Analysts expected revenue in the region of $154.4 million. The stock fell as much as 16 per cent to $23.15.

"We are very disappointed in our recent performance," Chief Executive Daniel Birnbaum said in a statement.

“We have not succeeded in attracting new consumers to our home carbonation system at the rate we believe should be achieved.”

The company has lost almost half of its market value this year after reporting two consecutive quarters of losses. SodaStream is battling a shift in consumer trends in the US, its biggest market, with customers looking for healthier products with fewer calories.

 

In response, Birnbaum said the company has already taken on a strategic shift towards health and wellness that will "resonate more strongly" with consumers.

The company also hinted at a major restructuring, vowing to provide further details later this month when it reports third quarter earnings. Earlier this year, media reports speculated the company is looking at several options including going fully private or selling a significant stake to a strategic entity.

  An Israeli newspaper also suggested Pepsi Cola had made a $2 billion offer through Goldman Sachs for SodaStream, which was later denied by the American drinks giant.

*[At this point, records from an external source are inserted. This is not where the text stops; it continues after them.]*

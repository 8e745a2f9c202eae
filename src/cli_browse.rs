use anyhow::{Context, Result};
use clap::{CommandFactory, Parser, Subcommand, ValueEnum};
use crossterm::style::Stylize;
use std::sync::Arc;
use tracing::level_filters::LevelFilter;
use tracing_subscriber::{layer::SubscriberExt, util::SubscriberInitExt, EnvFilter};

use moodtunes::browse::{render_results_text, BrowseController, UrlOpener};
use moodtunes::cli_style::{
    self, colors, get_styles, mood_color, print_error, print_info, print_key_value,
    print_list_item, print_section_footer, print_section_header, print_success, print_warning,
};
use moodtunes::client::{
    resolve_route, AuthForm, AuthGate, AuthMode, AuthOutcome, HttpAuthGate, Route,
};
use moodtunes::config::ClientConfig;
use moodtunes::songs::Mood;
use moodtunes::source::{LocalSongSource, RemoteSongSource, SongSource};

use rustyline::{
    completion::Completer, highlight::Highlighter, history::FileHistory, validate::Validator,
    CompletionType, Config, Editor, Helper,
};

#[derive(Clone, Copy, Debug, PartialEq, Eq, ValueEnum)]
enum SourceKind {
    /// The built-in sample catalog.
    Local,
    /// The backend at MOODTUNES_API_URL.
    Remote,
}

#[derive(Parser, Debug)]
#[command(styles = get_styles())]
struct CliArgs {
    /// Where songs are loaded from.
    #[clap(long, value_enum, default_value_t = SourceKind::Remote)]
    pub source: SourceKind,
}

#[derive(Parser)]
#[command(styles = get_styles(), name = "")]
struct InnerCli {
    #[command(subcommand)]
    command: InnerCommand,
}

#[derive(Subcommand)]
enum InnerCommand {
    /// Logs in with a username or email.
    Login { login: String, password: String },

    /// Creates an account and logs in with it.
    Register {
        username: String,
        email: String,
        password: String,
    },

    /// Ends the current session.
    Logout,

    /// Shows the logged in user.
    Whoami,

    /// Lists the moods that can be browsed.
    Moods,

    /// Loads the songs of a mood.
    Mood { mood: String },

    /// Filters the loaded songs. Without a term every song is shown again.
    Search { term: Option<String> },

    /// Opens the song at the given position of the results.
    Open { position: usize },

    /// Checks that the backend is reachable.
    Health,

    /// Close this program.
    Exit,
}

impl InnerCommand {
    fn requires_browse(&self) -> bool {
        matches!(
            self,
            InnerCommand::Moods
                | InnerCommand::Mood { .. }
                | InnerCommand::Search { .. }
                | InnerCommand::Open { .. }
        )
    }
}

enum CommandExecutionResult {
    Ok,
    Exit,
    Error(String),
}

/// Prints the URL instead of launching a player.
struct PrintingOpener;

impl UrlOpener for PrintingOpener {
    fn open(&self, url: &str) -> Result<()> {
        println!("  {} {}", "🎵 Listen Now:".with(colors::PINK), url);
        Ok(())
    }
}

struct BrowseCli {
    runtime: tokio::runtime::Runtime,
    gate: HttpAuthGate,
    controller: BrowseController,
    remote: Option<Arc<RemoteSongSource>>,
}

impl BrowseCli {
    fn print_results(&self) {
        let view = self.controller.view();
        let color = view
            .mood
            .as_ref()
            .map(|mood| mood_color(mood.as_str()))
            .unwrap_or(colors::WHITE);
        print!("{}", render_results_text(&view).with(color));
    }

    fn submit(&self, mut form: AuthForm) -> CommandExecutionResult {
        match self.runtime.block_on(form.submit(&self.gate)) {
            AuthOutcome::Navigate(_) => {
                if let Some(user) = self.gate.current_user() {
                    print_success(&format!("Welcome, {}!", user.username));
                }
                CommandExecutionResult::Ok
            }
            AuthOutcome::ShowError(message) => CommandExecutionResult::Error(message),
        }
    }

    fn execute(&mut self, command: InnerCommand) -> CommandExecutionResult {
        if command.requires_browse()
            && resolve_route(Route::Browse, self.gate.is_authenticated()) == Route::Auth
        {
            return CommandExecutionResult::Error(
                "Please login or register to browse songs.".to_string(),
            );
        }

        match command {
            InnerCommand::Login { login, password } => {
                let mut form = AuthForm::new(AuthMode::Login);
                form.login = login;
                form.password = password;
                return self.submit(form);
            }
            InnerCommand::Register {
                username,
                email,
                password,
            } => {
                let mut form = AuthForm::new(AuthMode::Register);
                form.username = username;
                form.email = email;
                form.password = password;
                return self.submit(form);
            }
            InnerCommand::Logout => {
                if !self.gate.is_authenticated() {
                    print_warning("Not logged in.");
                } else {
                    self.runtime.block_on(self.gate.logout());
                    print_success("Logged out.");
                }
            }
            InnerCommand::Whoami => match self.gate.current_user() {
                Some(user) => {
                    print_section_header(&user.username);
                    print_key_value("Id", &user.id.to_string());
                    print_key_value("Email", &user.email);
                    print_key_value("Member since", &user.created_at);
                    print_section_footer();
                }
                None => print_warning("Not logged in."),
            },
            InnerCommand::Moods => match self.runtime.block_on(self.controller.available_moods()) {
                Ok(moods) => {
                    for mood in moods {
                        print_list_item(&mood.label(), mood_color(mood.as_str()));
                    }
                }
                Err(err) => return CommandExecutionResult::Error(err.to_string()),
            },
            InnerCommand::Mood { mood } => {
                let mood = Mood::new(mood);
                if mood.is_empty() {
                    return CommandExecutionResult::Error("Pick a mood first.".to_string());
                }
                self.runtime.block_on(self.controller.select_mood(mood));
                self.print_results();
            }
            InnerCommand::Search { term } => {
                self.controller.set_search_term(term.unwrap_or_default());
                self.print_results();
            }
            InnerCommand::Open { position } => {
                if position == 0 {
                    return CommandExecutionResult::Error("Positions start at 1.".to_string());
                }
                if let Err(err) = self.controller.open_song(position - 1, &PrintingOpener) {
                    return CommandExecutionResult::Error(err.to_string());
                }
            }
            InnerCommand::Health => match &self.remote {
                Some(remote) => {
                    if self.runtime.block_on(remote.check_health()) {
                        print_success("Backend is reachable.");
                    } else {
                        print_warning("Backend is not reachable.");
                    }
                }
                None => print_info("Using the built-in catalog, no backend involved."),
            },
            InnerCommand::Exit => return CommandExecutionResult::Exit,
        }
        CommandExecutionResult::Ok
    }

    fn execute_line(&mut self, line: String) -> CommandExecutionResult {
        if line.is_empty() {
            return CommandExecutionResult::Ok;
        }
        let args = shlex::split(&line)
            .unwrap_or_else(|| line.split_whitespace().map(String::from).collect());
        match InnerCli::try_parse_from(std::iter::once(" ").chain(args.iter().map(String::as_str)))
        {
            Ok(cli) => self.execute(cli.command),
            Err(e) => {
                if e.print().is_err() {
                    println!("{}", e);
                }
                CommandExecutionResult::Ok
            }
        }
    }
}

#[derive(rustyline_derive::Hinter)]
struct CommandHelper {
    commands_names: Vec<String>,
}

impl CommandHelper {
    pub fn new() -> Self {
        let commands_names: Vec<String> = InnerCli::command()
            .get_subcommands()
            .map(|sc| sc.get_name().to_string())
            .collect();

        CommandHelper { commands_names }
    }
}

impl Completer for CommandHelper {
    type Candidate = String;

    fn complete(
        &self,
        line: &str,
        _pos: usize,
        _ctx: &rustyline::Context<'_>,
    ) -> rustyline::Result<(usize, Vec<String>)> {
        if line.contains(' ') {
            return Ok((0, Vec::with_capacity(0)));
        }
        let matches = self
            .commands_names
            .iter()
            .filter(|c| c.starts_with(line))
            .cloned()
            .collect::<Vec<_>>();

        Ok((0, matches))
    }
}

impl Highlighter for CommandHelper {}
impl Validator for CommandHelper {}
impl Helper for CommandHelper {}

fn main() -> Result<()> {
    let cli_args = CliArgs::parse();

    tracing_subscriber::registry()
        .with(tracing_subscriber::fmt::layer().with_writer(std::io::stderr))
        .with(
            EnvFilter::builder()
                .with_default_directive(LevelFilter::WARN.into())
                .with_env_var("LOG_LEVEL")
                .from_env_lossy(),
        )
        .try_init()
        .context("Failed to initialize logging")?;

    let runtime = tokio::runtime::Runtime::new().context("Failed to start the async runtime")?;
    let client_config = ClientConfig::from_env();

    let (source, remote): (Arc<dyn SongSource>, Option<Arc<RemoteSongSource>>) =
        match cli_args.source {
            SourceKind::Local => {
                let local: Arc<dyn SongSource> = Arc::new(LocalSongSource::sample());
                (local, None)
            }
            SourceKind::Remote => {
                let remote = Arc::new(RemoteSongSource::new(&client_config.api_url));
                // Only logs the outcome, browsing goes ahead either way.
                let _guard = runtime.enter();
                remote.spawn_health_check();
                (remote.clone() as Arc<dyn SongSource>, Some(remote))
            }
        };

    let mut cli = BrowseCli {
        gate: HttpAuthGate::new(&client_config.api_url),
        controller: BrowseController::new(source),
        remote,
        runtime,
    };

    cli_style::print_banner(&format!(
        "Mood song browser ({} songs)",
        cli.controller.source_name()
    ));
    print_info(&format!("Backend: {}", client_config.api_url));
    InnerCli::command().print_long_help()?;

    let config = Config::builder()
        .completion_type(CompletionType::List)
        .build();
    let mut rl = Editor::<CommandHelper, FileHistory>::with_config(config)?;
    rl.set_helper(Some(CommandHelper::new()));

    loop {
        let context = match resolve_route(Route::Browse, cli.gate.is_authenticated()) {
            Route::Auth => "login".to_string(),
            Route::Browse => match cli.controller.mood() {
                Some(mood) => mood.to_string(),
                None => "moodtunes".to_string(),
            },
        };
        match rl.readline(&cli_style::get_prompt(&context)) {
            Ok(line) => {
                let _ = rl.add_history_entry(&line);
                match cli.execute_line(line.trim().to_string()) {
                    CommandExecutionResult::Ok => {}
                    CommandExecutionResult::Exit => break,
                    CommandExecutionResult::Error(err) => print_error(&err),
                }
            }
            Err(rustyline::error::ReadlineError::Interrupted) => {
                println!("CTRL-C");
                break;
            }
            Err(rustyline::error::ReadlineError::Eof) => {
                println!("CTRL-D: exiting.");
                break;
            }
            Err(e) => {
                print_error(&format!("{:?}", e));
                break;
            }
        }
    }
    cli.runtime.block_on(cli.gate.logout());
    cli_style::print_goodbye();
    Ok(())
}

SodaStream machines allow consumers to make their own flavoured fizzy drinks at home and counts Hollywood actress Scarlett Johansson as its brand ambassador. Johansson came under intense scrutiny for choosing to end her collaboration with Oxfam in favour of her SodaStream contract, which operates in the West Bank.

The 30 Second Briefing: SodaStream

What’s this about the fizz coming out of SodaStream shares?

The Israeli maker of carbonated drink machines warned its sales are faltering and said its third quarter earnings at the end of the month will not meet expectations. Shares tumbled 20 per cent on Nasdaqin the US, to an all time low.

What’s the problem?

It hasn’t posted a rise in quarterly profit in a year. It has been hit by the rise in demand for healthier drinks and the fall in desire for soda in the US – its biggest market. The company expects revenue of $125m for the quarter to the end of September, below the  expected $154.4m.

So what can it do?

It has put itself up for sale. It is planning a major restructuring with options including going private or selling a significant stake.

We have already heard chatter about a sale right?

Yep.  In April it was reported it was in talks to sell a stake of up to 16 per cent stake. There were unfounded rumours PepsiCo might have been interested but this was denied. Then Bloomberg reported in July that it was in talks with an investment firm. Investors expect an update on its plans later this month.

It has been a tough year.

Yep, it faced criticism when protestors boycotted the brand due to it owning a factory in an illegal settlement in the Israeli-occupied West Bank. Film star Scarlett Johansson was involved in the row after she quit her role of goodwill ambassador for Oxfam due to her endorsement of SodaStream.